The irony is, Alabama gets a bad name. Maybe the worst name of all. I can’t tell you how many tasteless jokes I’ve heard about Alabama during my travels around the continental U.S.

I recently did an author event in Pennsylvania. A person in the audience asked where I lived. I said Alabama. They laughed and said, “Gosh, that must be horrible.”

And they truly meant it. This cut me.

Oh, sure, I could have told them about the Pinhoti Trail at dawn — a trail that connects with the Appalachian Trail. I could have told this person that when you stand in just the right place on the Pinhoti, you can see God looking at you.

I could have told this person about the feelings you get when you’re riding a skiff on Dog River at sundown.

I could have told them what it feels like to go sailing on a 28-foot sloop near Bear Point.

I could have told them about James Spann.

But I kept my mouth shut.

Another man in the audience said, “Why would anyone in their right mind live in Alabama?”
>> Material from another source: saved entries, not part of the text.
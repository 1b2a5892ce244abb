//! Poller
//!
//! Runs the two periodic jobs of the dashboard against the current address:
//! the data poll and the health check. Each job is a task owned by its own
//! [`CancellationToken`]; changing the address or an interval cancels the
//! affected task (including its in-flight requests) and starts a fresh one.

use std::future::Future;
use std::sync::Arc;
use std::time::Duration;

use thiserror::Error;
use tokio::task::JoinHandle;
use tokio::time::MissedTickBehavior;
use tokio_util::sync::CancellationToken;

use crate::client::SensorSource;
use crate::state::{Channel, StateHandle};

/// Timer settings for the poller
#[derive(Debug, Clone, PartialEq)]
pub struct PollSettings {
    pub address: String,
    pub refresh_interval: Duration,
    pub health_interval: Duration,
}

impl Default for PollSettings {
    fn default() -> Self {
        Self {
            address: "http://localhost:3000".to_string(),
            refresh_interval: Duration::from_millis(1000),
            health_interval: Duration::from_millis(1000),
        }
    }
}

/// Errors from changing poller settings
#[derive(Debug, Error, PartialEq)]
pub enum PollError {
    #[error("Interval must be greater than zero")]
    ZeroInterval,
}

struct PollTask {
    cancel: CancellationToken,
    handle: JoinHandle<()>,
}

impl PollTask {
    async fn stop(self) {
        self.cancel.cancel();
        let _ = self.handle.await;
    }
}

/// Owns the data and health polling tasks
pub struct Poller {
    source: Arc<dyn SensorSource>,
    state: StateHandle,
    settings: PollSettings,
    shutdown: CancellationToken,
    data_task: Option<PollTask>,
    health_task: Option<PollTask>,
}

impl Poller {
    /// Create a poller. Tasks are tied to `shutdown` and stop with it.
    pub fn new(
        source: Arc<dyn SensorSource>,
        state: StateHandle,
        settings: PollSettings,
        shutdown: CancellationToken,
    ) -> Self {
        Self {
            source,
            state,
            settings,
            shutdown,
            data_task: None,
            health_task: None,
        }
    }

    pub fn settings(&self) -> &PollSettings {
        &self.settings
    }

    pub fn state(&self) -> &StateHandle {
        &self.state
    }

    /// Start both polling tasks against the configured address
    pub async fn start(&mut self) -> Result<(), PollError> {
        validate(self.settings.refresh_interval)?;
        validate(self.settings.health_interval)?;

        self.settings.address = normalize_address(&self.settings.address);
        self.state.set_address(self.settings.address.clone()).await;
        self.restart_data().await;
        self.restart_health().await;

        tracing::info!(
            address = %self.settings.address,
            refresh_ms = self.settings.refresh_interval.as_millis() as u64,
            health_ms = self.settings.health_interval.as_millis() as u64,
            "Polling started"
        );
        Ok(())
    }

    /// Point both tasks at a new server
    pub async fn set_address(&mut self, address: &str) {
        let address = normalize_address(address);
        tracing::info!(%address, "Server address changed");

        // Stop first so nothing from the old address is issued in the new epoch
        self.stop_tasks().await;
        self.settings.address = address.clone();
        self.state.set_address(address).await;
        self.restart_data().await;
        self.restart_health().await;
    }

    /// Change the data poll period
    pub async fn set_refresh_interval(&mut self, interval: Duration) -> Result<(), PollError> {
        validate(interval)?;
        tracing::info!(refresh_ms = interval.as_millis() as u64, "Refresh interval changed");
        self.settings.refresh_interval = interval;
        self.restart_data().await;
        Ok(())
    }

    /// Change the health check period
    pub async fn set_health_interval(&mut self, interval: Duration) -> Result<(), PollError> {
        validate(interval)?;
        tracing::info!(health_ms = interval.as_millis() as u64, "Health interval changed");
        self.settings.health_interval = interval;
        self.restart_health().await;
        Ok(())
    }

    /// Cancel both tasks and wait for them to finish
    pub async fn stop(&mut self) {
        self.stop_tasks().await;
        tracing::info!("Polling stopped");
    }

    async fn stop_tasks(&mut self) {
        if let Some(task) = self.data_task.take() {
            task.stop().await;
        }
        if let Some(task) = self.health_task.take() {
            task.stop().await;
        }
    }

    async fn restart_data(&mut self) {
        if let Some(task) = self.data_task.take() {
            task.stop().await;
        }

        let source = Arc::clone(&self.source);
        let state = self.state.clone();
        let address = self.settings.address.clone();
        let epoch = self.state.epoch().await;

        self.data_task = Some(self.spawn("data", self.settings.refresh_interval, move || {
            let source = Arc::clone(&source);
            let state = state.clone();
            let address = address.clone();
            async move {
                let ticket = state.issue_in(Channel::Data, epoch).await;
                let result = source.fetch_data(&address).await;
                match &result {
                    Ok(fetch) => {
                        if !fetch.is_success() {
                            tracing::warn!(%address, status = fetch.status, "Error fetching data");
                        }
                        match &fetch.measurements {
                            Ok(points) => {
                                tracing::debug!(%address, points = points.len(), "Fetched data");
                            }
                            Err(e) => {
                                tracing::error!(%address, "Invalid data payload: {}", e);
                            }
                        }
                    }
                    Err(e) => {
                        tracing::error!(%address, "Data poll failed: {}", e);
                    }
                }
                state.apply_data(ticket, result).await;
            }
        }));
    }

    async fn restart_health(&mut self) {
        if let Some(task) = self.health_task.take() {
            task.stop().await;
        }

        let source = Arc::clone(&self.source);
        let state = self.state.clone();
        let address = self.settings.address.clone();
        let epoch = self.state.epoch().await;

        self.health_task = Some(self.spawn("health", self.settings.health_interval, move || {
            let source = Arc::clone(&source);
            let state = state.clone();
            let address = address.clone();
            async move {
                let ticket = state.issue_in(Channel::Health, epoch).await;
                let health = source.check_health(&address).await;
                tracing::trace!(%address, ?health, "Health checked");
                state.apply_health(ticket, health).await;
            }
        }));
    }

    fn spawn<F, Fut>(&self, name: &'static str, period: Duration, job: F) -> PollTask
    where
        F: FnMut() -> Fut + Send + 'static,
        Fut: Future<Output = ()> + Send + 'static,
    {
        let cancel = self.shutdown.child_token();
        let handle = tokio::spawn(poll_loop(name, period, cancel.clone(), job));
        PollTask { cancel, handle }
    }
}

/// Fire `job` every `period`, starting immediately, until cancelled.
///
/// Each run is spawned so a slow request may overlap the next tick; runs
/// still in flight when the token is cancelled are dropped.
async fn poll_loop<F, Fut>(name: &'static str, period: Duration, cancel: CancellationToken, mut job: F)
where
    F: FnMut() -> Fut,
    Fut: Future<Output = ()> + Send + 'static,
{
    let mut ticker = tokio::time::interval(period);
    ticker.set_missed_tick_behavior(MissedTickBehavior::Delay);

    loop {
        tokio::select! {
            _ = cancel.cancelled() => {
                tracing::debug!("Polling loop for '{}' cancelled", name);
                break;
            }
            _ = ticker.tick() => {}
        }

        let run = job();
        let cancel = cancel.clone();
        tokio::spawn(async move {
            tokio::select! {
                _ = cancel.cancelled() => {}
                _ = run => {}
            }
        });
    }
}

fn validate(interval: Duration) -> Result<(), PollError> {
    if interval.is_zero() {
        Err(PollError::ZeroInterval)
    } else {
        Ok(())
    }
}

/// Trim whitespace and a trailing slash from a user-entered address
pub fn normalize_address(address: &str) -> String {
    address.trim().trim_end_matches('/').to_string()
}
I just smiled at this person. Because I didn’t have the heart to tell him that Pennsylvania isn’t all that different than the Cotton State. I’ve been to Pennsylvania five times, and I’ve come to this conclusion:

Pennsylvania is just Pittsburgh on one side, Philadelphia on the other and Alabama in between.

People are people. State borders are man made concepts. Don’t believe anyone who tells you otherwise. Every state has their problems. One region is no better or worse than the other.

Still, for whatever reason, Alabama remains the butt of every joke. And belive me, I’ve heard them all:

“Did you hear the Alabama governor’s mansion burned down? Almost took out the whole trailer park.”

“What do you call 23 John Deeres parked at a Dairy Queen? Prom night in Tuscaloosa.”

“A stranger walks into a bar and says ‘I have an Alabama joke.’ So the bartender stops him and says, ‘Before you tell your joke, son, I’m 6-foot-5, 275 pounds, and I’m from Mobile.

“The stranger answers, ‘Nevermind, I won’t tell the joke.’

“‘What’s the matter?’ asks the bartender. ‘Are you chicken?’

“‘No,’ says the stranger. ‘I don’t want to explain the joke three times.’”

I never laugh at these punchlines. Because, you see, Alabama is the place of my rebirth. It’s where I found myself. To me, it’s Zion.

I am nothing. I’ve always been nothing. I grew up humble. I was Florida white trash. I have no credibility. No pedigree. A paltry education. Until one day I met a woman in Escambia County who believed otherwise.

She told me I was somebody. She gave me something I’d never had before. Devotion. Confidence. She helped me learn to fly.

I owe my whole career to that fine woman. I owe my whole life to these small-town folk, to these rivers and to these autumnal hills.

God bless the people of this fine state. God bless the memory of Hank Senior. And God bless Alabama.